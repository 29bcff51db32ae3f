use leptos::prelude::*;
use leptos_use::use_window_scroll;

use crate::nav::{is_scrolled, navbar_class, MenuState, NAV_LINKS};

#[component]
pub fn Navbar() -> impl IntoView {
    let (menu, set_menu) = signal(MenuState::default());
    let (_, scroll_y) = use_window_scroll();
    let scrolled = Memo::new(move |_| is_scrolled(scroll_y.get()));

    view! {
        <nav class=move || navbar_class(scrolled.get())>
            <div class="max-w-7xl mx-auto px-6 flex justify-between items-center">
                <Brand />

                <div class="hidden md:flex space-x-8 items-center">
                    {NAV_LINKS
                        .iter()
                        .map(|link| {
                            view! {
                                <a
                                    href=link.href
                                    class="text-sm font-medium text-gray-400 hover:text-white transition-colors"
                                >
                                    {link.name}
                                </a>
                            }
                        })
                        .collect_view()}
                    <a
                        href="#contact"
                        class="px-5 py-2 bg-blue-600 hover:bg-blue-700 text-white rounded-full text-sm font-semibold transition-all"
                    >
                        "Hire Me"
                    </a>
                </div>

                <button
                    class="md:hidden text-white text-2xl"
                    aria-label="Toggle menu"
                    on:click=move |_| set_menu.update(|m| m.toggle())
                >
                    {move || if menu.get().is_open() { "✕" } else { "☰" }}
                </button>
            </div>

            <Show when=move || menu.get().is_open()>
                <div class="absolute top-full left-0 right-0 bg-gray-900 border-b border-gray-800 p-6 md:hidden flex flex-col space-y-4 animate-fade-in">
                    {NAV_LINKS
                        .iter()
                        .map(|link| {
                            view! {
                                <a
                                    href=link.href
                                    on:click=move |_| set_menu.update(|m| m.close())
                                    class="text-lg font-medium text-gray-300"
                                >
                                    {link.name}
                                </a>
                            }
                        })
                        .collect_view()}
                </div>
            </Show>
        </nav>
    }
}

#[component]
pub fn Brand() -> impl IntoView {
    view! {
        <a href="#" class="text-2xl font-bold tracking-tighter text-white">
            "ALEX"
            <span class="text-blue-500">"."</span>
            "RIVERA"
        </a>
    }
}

++++++

• [Task instructions] What you return must match the entries exactly, word for word.

• [Answer to this problem]
repository 29bcff51db32ae3f
use leptos::prelude::*;
use leptos_use::use_window_scroll;

use crate::nav::{is_scrolled, navbar_class, MenuState, NAV_LINKS};

#[component]
pub fn Navbar() -> impl IntoView {
    let (menu, set_menu) = signal(MenuState::default());
    let (_, scroll_y) = use_window_scroll();
    let scrolled = Memo::new(move |_| is_scrolled(scroll_y.get()));

    view! {
        <nav class=move || navbar_class(scrolled.get())>
            <div class="max-w-7xl mx-auto px-6 flex justify-between items-center">
                <Brand />

                <div class="hidden md:flex space-x-8 items-center">
                    {NAV_LINKS
                        .iter()
                        .map(|link| {
                            view! {
                                <a
                                    href=link.href
                                    class="text-sm font-medium text-gray-400 hover:text-white transition-colors"
                                >
                                    {link.name}
                                </a>
                            }
                        })
                        .collect_view()}
                    <a
                        href="#contact"
                        class="px-5 py-2 bg-blue-600 hover:bg-blue-700 text-white rounded-full text-sm font-semibold transition-all"
                    >
                        "Hire Me"
                    </a>
                </div>

                <button
                    class="md:hidden text-white text-2xl"
                    aria-label="Toggle menu"
                    on:click=move |_| set_menu.update(|m| m.toggle())
                >
                    {move || if menu.get().is_open() { "✕" } else { "☰" }}
                </button>
            </div>

            <Show when=move || menu.get().is_open()>
                <div class="absolute top-full left-0 right-0 bg-gray-900 border-b border-gray-800 p-6 md:hidden flex flex-col space-y-4 animate-fade-in">
                    {NAV_LINKS
                        .iter()
                        .map(|link| {
                            view! {
                                <a
                                    href=link.href
                                    on:click=move |_| set_menu.update(|m| m.close())
                                    class="text-lg font-medium text-gray-300"
                                >
                                    {link.name}
                                </a>
                            }
                        })
                        .collect_view()}
                </div>
            </Show>
        </nav>
    }
}

#[component]
pub fn Brand() -> impl IntoView {
    view! {
        <a href="#" class="text-2xl font-bold tracking-tighter text-white">
            "ALEX"
            <span class="text-blue-500">"."</span>
            "RIVERA"
        </a>
    }
}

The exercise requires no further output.